** Supplied data follows **

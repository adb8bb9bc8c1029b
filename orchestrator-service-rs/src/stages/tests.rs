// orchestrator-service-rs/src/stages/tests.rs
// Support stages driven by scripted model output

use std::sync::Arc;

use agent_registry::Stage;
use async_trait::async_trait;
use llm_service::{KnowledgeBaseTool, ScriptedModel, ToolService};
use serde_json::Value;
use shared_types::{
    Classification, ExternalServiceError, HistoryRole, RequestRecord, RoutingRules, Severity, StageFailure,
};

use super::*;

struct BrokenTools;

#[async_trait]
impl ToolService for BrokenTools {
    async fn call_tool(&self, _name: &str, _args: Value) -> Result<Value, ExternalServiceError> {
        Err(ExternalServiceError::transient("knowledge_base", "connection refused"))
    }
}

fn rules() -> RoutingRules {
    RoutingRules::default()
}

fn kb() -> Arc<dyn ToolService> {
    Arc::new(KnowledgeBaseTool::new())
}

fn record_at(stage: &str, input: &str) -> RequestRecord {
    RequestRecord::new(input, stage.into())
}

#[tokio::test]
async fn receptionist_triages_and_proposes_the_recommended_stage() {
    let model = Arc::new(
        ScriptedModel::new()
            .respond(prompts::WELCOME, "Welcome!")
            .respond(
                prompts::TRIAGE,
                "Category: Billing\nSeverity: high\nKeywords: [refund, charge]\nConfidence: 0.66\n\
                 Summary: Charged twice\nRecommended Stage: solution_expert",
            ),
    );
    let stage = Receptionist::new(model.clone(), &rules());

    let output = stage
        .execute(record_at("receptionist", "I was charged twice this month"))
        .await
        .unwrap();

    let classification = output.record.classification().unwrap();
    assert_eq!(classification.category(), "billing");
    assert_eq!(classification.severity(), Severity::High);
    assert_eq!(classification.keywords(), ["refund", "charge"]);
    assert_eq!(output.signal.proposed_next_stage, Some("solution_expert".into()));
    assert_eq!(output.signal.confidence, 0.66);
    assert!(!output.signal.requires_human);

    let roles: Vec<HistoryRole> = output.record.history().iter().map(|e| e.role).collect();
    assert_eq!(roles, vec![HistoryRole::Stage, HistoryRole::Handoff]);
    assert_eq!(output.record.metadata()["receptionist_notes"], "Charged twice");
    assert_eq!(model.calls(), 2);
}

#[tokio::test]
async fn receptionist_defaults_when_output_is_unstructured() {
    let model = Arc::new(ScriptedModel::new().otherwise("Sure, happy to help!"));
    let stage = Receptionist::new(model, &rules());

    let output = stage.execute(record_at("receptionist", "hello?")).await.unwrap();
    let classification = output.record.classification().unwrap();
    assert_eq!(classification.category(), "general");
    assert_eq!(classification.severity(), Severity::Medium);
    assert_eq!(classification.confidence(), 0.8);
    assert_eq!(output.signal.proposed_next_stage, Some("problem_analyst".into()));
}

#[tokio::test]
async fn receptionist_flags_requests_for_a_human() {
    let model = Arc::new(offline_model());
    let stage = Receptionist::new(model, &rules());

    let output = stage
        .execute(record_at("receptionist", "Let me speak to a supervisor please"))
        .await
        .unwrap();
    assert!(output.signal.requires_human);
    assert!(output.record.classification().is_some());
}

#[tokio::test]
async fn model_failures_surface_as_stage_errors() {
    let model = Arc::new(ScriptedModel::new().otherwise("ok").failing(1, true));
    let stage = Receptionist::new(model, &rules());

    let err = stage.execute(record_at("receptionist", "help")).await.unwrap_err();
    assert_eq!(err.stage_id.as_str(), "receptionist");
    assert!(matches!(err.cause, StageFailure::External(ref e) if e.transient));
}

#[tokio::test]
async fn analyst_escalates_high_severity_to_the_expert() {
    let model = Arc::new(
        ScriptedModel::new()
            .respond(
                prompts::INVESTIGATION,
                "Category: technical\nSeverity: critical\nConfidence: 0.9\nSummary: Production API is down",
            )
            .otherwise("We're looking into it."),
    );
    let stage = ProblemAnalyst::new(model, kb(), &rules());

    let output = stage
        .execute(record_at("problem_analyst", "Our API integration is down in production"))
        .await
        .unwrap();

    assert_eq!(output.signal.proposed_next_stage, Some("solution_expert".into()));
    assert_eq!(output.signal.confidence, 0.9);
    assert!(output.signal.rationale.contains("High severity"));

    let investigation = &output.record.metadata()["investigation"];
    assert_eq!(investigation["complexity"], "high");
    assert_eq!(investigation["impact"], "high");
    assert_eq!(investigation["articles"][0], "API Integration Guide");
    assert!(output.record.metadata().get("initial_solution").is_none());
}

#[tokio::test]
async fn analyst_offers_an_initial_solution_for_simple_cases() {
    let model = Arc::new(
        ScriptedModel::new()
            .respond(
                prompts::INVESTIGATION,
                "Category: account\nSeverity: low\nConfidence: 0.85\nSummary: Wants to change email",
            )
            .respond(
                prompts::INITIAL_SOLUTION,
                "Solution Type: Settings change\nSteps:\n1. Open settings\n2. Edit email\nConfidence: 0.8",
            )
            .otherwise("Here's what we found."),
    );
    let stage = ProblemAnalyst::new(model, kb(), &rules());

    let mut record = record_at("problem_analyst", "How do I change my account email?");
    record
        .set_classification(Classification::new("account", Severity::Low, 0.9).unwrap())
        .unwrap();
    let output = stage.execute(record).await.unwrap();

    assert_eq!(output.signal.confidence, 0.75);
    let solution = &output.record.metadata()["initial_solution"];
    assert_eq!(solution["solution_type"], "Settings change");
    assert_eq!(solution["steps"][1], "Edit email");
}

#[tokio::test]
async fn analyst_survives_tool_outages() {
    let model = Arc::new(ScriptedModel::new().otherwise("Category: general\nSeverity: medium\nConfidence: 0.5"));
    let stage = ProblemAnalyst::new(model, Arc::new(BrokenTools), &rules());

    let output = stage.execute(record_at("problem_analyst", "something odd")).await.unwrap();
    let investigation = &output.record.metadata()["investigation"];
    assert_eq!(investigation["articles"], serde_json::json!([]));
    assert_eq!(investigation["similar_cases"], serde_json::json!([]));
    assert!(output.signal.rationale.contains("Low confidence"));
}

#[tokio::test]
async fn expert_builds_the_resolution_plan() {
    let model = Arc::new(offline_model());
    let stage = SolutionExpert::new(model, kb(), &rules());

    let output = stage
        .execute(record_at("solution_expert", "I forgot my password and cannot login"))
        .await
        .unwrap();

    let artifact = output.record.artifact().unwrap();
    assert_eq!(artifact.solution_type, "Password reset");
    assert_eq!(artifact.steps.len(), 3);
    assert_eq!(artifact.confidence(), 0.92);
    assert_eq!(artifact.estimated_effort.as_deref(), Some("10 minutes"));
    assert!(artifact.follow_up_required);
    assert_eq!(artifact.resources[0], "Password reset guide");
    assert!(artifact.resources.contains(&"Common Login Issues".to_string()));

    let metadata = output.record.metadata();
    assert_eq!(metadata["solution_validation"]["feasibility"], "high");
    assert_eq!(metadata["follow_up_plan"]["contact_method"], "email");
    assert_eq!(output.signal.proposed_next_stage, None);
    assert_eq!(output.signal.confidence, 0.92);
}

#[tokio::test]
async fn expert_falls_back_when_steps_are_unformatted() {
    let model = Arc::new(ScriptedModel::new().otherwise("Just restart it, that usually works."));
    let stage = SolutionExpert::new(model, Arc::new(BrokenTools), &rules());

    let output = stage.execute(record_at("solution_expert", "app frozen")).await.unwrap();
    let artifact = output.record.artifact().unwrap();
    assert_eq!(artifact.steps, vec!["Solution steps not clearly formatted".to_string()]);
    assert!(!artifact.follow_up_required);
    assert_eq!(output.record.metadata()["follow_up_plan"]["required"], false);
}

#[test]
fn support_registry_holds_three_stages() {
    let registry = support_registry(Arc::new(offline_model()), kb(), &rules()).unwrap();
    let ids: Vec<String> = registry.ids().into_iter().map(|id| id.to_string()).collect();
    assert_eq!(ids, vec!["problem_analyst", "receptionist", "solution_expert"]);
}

** End of Supplied data **
** Supplied data follows **

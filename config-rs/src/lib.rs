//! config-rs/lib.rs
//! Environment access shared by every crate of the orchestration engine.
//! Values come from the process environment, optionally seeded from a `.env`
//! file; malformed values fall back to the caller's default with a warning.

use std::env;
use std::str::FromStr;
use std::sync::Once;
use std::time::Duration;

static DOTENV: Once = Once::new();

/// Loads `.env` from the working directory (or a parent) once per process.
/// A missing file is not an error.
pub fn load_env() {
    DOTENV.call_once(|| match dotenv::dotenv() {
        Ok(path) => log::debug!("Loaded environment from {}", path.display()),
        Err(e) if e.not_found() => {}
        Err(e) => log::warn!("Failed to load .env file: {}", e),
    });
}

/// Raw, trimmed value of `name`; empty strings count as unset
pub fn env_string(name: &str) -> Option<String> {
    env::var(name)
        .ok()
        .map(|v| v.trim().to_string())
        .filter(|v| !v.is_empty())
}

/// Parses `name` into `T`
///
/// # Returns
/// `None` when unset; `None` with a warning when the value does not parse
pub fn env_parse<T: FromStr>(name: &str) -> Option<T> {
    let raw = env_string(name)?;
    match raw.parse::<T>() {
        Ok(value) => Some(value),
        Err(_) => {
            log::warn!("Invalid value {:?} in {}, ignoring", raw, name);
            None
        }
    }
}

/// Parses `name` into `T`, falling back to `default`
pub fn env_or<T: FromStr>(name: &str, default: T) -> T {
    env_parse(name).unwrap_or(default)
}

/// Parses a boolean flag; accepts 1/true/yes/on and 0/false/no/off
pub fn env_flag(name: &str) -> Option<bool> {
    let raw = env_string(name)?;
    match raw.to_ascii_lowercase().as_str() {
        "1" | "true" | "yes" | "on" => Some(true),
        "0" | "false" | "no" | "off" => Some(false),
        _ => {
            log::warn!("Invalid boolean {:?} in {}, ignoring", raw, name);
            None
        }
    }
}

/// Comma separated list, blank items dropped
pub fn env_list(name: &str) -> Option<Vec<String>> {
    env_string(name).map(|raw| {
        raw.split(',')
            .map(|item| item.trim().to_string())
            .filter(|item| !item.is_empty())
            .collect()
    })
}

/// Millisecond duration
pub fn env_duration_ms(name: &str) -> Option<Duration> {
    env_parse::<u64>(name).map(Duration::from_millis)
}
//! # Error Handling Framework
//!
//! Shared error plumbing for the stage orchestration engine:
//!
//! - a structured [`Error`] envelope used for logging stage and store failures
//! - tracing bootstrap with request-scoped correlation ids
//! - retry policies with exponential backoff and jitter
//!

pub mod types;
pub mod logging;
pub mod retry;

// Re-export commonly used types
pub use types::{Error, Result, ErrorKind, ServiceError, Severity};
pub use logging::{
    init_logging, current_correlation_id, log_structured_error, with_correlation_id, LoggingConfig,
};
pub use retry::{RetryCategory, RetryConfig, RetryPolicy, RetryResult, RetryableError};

** End of Supplied data **
** Supplied data follows **

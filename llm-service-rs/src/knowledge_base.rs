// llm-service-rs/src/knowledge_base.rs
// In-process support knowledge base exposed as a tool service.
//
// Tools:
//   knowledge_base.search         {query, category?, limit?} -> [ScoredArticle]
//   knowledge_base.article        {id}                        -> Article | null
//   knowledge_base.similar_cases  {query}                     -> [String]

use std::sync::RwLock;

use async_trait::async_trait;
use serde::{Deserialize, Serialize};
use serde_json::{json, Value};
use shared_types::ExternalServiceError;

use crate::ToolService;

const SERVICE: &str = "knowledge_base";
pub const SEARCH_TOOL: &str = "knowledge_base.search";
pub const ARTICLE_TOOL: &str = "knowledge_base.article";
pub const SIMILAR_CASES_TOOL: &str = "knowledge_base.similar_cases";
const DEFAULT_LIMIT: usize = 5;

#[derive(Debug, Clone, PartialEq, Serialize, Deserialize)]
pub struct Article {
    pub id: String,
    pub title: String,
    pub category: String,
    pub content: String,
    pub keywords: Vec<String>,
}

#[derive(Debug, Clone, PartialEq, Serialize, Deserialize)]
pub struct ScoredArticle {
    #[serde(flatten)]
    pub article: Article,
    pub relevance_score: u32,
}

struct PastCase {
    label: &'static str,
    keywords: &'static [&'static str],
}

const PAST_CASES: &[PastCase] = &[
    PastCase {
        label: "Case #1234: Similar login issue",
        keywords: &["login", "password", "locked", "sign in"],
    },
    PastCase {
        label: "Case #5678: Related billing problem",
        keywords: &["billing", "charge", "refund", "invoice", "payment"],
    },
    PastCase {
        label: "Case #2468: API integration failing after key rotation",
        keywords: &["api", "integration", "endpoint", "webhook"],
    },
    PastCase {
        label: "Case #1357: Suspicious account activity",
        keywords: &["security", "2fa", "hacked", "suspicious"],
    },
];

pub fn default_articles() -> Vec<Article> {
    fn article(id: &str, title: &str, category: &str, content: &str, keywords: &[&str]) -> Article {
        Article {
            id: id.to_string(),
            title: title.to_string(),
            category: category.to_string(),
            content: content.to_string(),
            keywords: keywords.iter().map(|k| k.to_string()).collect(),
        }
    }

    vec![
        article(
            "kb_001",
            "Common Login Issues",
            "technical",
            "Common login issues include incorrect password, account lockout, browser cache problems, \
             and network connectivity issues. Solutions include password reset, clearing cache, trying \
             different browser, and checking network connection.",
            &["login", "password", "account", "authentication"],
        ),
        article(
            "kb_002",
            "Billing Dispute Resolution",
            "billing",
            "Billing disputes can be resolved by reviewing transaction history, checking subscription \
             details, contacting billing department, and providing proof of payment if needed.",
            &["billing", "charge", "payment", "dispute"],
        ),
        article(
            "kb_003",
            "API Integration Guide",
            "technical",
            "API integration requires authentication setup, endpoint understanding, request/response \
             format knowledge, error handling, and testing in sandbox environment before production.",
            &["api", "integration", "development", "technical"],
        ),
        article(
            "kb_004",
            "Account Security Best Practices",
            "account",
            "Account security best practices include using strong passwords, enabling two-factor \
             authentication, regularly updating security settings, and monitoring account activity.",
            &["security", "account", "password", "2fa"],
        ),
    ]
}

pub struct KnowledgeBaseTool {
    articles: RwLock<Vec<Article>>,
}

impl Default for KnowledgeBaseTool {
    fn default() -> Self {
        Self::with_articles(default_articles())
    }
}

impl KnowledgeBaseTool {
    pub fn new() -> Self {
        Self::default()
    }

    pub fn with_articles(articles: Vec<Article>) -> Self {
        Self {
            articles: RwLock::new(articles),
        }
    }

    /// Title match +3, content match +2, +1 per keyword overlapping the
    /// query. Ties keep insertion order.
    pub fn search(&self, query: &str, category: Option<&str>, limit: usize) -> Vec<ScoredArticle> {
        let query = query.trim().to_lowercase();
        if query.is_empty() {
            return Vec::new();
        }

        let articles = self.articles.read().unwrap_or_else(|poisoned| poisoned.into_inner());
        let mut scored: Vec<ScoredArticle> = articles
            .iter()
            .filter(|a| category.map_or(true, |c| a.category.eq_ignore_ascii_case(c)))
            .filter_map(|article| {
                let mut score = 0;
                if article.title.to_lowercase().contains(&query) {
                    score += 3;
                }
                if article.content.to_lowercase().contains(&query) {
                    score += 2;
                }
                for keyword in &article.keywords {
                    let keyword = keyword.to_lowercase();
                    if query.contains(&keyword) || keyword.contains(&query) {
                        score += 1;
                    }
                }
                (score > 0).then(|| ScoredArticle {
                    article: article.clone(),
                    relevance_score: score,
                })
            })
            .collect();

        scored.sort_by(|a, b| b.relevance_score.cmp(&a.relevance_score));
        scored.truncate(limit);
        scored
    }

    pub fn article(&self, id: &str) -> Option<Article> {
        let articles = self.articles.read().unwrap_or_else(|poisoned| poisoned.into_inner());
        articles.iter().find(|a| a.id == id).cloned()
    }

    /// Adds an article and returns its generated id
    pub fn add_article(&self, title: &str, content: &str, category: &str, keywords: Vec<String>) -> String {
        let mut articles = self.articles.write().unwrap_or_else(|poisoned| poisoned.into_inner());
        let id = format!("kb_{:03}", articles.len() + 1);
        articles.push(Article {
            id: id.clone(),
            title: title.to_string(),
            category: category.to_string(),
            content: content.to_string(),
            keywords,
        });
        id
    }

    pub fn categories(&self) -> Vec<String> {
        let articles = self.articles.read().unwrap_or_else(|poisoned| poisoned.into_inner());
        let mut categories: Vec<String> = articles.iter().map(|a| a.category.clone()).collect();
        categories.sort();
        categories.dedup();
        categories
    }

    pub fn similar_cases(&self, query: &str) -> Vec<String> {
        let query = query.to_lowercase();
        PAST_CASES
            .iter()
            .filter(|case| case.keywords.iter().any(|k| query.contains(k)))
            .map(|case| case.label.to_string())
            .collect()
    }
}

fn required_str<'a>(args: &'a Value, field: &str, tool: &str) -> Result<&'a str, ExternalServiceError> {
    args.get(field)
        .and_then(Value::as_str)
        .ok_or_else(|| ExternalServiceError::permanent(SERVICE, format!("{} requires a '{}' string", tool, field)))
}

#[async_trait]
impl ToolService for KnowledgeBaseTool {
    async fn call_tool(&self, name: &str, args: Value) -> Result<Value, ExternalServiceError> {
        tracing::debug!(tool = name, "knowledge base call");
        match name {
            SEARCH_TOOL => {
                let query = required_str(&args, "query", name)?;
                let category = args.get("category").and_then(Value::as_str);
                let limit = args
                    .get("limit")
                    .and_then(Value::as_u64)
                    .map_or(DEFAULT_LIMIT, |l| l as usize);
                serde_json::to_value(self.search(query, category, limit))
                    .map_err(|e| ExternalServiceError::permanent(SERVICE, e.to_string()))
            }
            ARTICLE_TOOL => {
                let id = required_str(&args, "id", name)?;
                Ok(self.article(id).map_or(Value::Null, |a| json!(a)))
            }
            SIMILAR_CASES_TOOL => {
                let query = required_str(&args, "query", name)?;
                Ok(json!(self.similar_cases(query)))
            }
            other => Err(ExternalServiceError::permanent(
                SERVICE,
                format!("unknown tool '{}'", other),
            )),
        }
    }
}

** End of Supplied data **

Look through the entries, and return every line that the word "checking" appears in.

Output of the exercise:
             different browser, and checking network connection.",
            "Billing disputes can be resolved by reviewing transaction history, checking subscription \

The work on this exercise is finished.